Even within realms of space and time that are directly familiar to us, scale plays an important role. Buildings, animals, and social organizations cannot be made significantly larger or smaller without experiencing fundamental changes in their structure or behavior. For example, it is not possible to make a forty-story building of precisely the same design and materials commonly used for a four-story building because (among other things) it would collapse under its own weight. As objects increase in size, their volume increases faster than their surface area. Properties that depend on volume, such as capacity and weight, therefore change out of proportion to properties that depend on area, such as strength of supports or surface activity. For example, a substance dissolves much more quickly when it is finely ground than when it is in a lump because the ratio of surface area to volume is much greater. A microorganism can exchange substances with its environment directly through its surface, whereas a larger organism requires specialized, highly branched surfaces (such as in lungs, blood vessels, and roots).

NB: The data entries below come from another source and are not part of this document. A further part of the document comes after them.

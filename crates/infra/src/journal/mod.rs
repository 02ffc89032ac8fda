//! Metadata journal.
//!
//! The journal is a single JSON document (`backups_metadata.json`) listing
//! every backup record and every restoration event. It is the only catalog:
//! an artifact on disk without a record is invisible.
//!
//! ## Components
//!
//! - `JournalFile`: load / atomic persist of the document
//! - `JournalHandle`: cloneable handle to the actor task that owns the file;
//!   every read-modify-write runs as one serialized step

mod actor;
mod file;

pub use actor::JournalHandle;
pub use file::JournalFile;

/// Journal failure.
#[derive(Debug, thiserror::Error)]
pub enum JournalError {
    #[error("journal io error: {0}")]
    Io(#[from] std::io::Error),

    #[error("journal serialization error: {0}")]
    Serialize(#[from] serde_json::Error),

    /// The owning task is gone (runtime shutting down).
    #[error("journal task is not running")]
    Closed,
}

Internal connections also show a strong scale effect. The number of possible pairs of things (for example, friendships or telephone connections) increases approximately as the square of the number of things. Thus, a community ten times as large will have approximately a hundred times as many possible telephone connections between residents. More generally, a city is not simply a large village, since almost everything that characterizes a city—services, work patterns, methods of governance—is necessarily different from, not just larger than, that in a village. Systems sometimes include so many interconnected components that they defy precise description. As the scale of complexity increases, eventually we must resort to summary characteristics, such as averages over very large numbers of atoms or instants of time, or descriptions of typical examples.

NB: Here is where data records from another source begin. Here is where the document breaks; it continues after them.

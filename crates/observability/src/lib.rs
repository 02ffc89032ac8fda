//! Process-wide logging setup for the backup daemon and its tools.

/// Initialize process-wide observability (tracing/logging).
///
/// This is safe to call multiple times; subsequent calls become no-ops.
pub fn init() {
    tracing::init();
}

/// Initialize human-readable logging (for interactive runs and tests).
pub fn init_pretty() {
    tracing::init_pretty();
}

/// Tracing configuration (filters, layers).
pub mod tracing;
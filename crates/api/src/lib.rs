//! Backup control surface and process wiring.
//!
//! [`BackupControl`] exposes the subsystem's operations (settings, scheduler
//! start/stop, test backup, create/list/get/restore/delete, cleanup,
//! statistics) with transport-neutral error mapping.

pub mod bootstrap;
pub mod control;
pub mod errors;

pub use control::BackupControl;
pub use errors::{ControlError, ControlResult};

Systems of sufficient complexity may show characteristics that are not predictable from the interaction of their components, even when those interactions are well understood. In such circumstances, principles that do not make direct reference to the underlying mechanisms—but that are not inconsistent with them—may be required. For example, the process of scouring by glaciers can be referred to in geology without reference to the underlying physics of electric forces and crystal structure of minerals in rocks; we can think of the heart in terms of the volume of blood it delivers, regardless of how its cells behave; we can predict the likely response of someone to a message without reference to how brain cells function; or we can analyze the effects of pressure groups in politics without necessarily referring to any particular people. Such phenomena can be understood at various levels of complexity, even though the full explanation of such things is often reduced to a scale far outside our direct experience.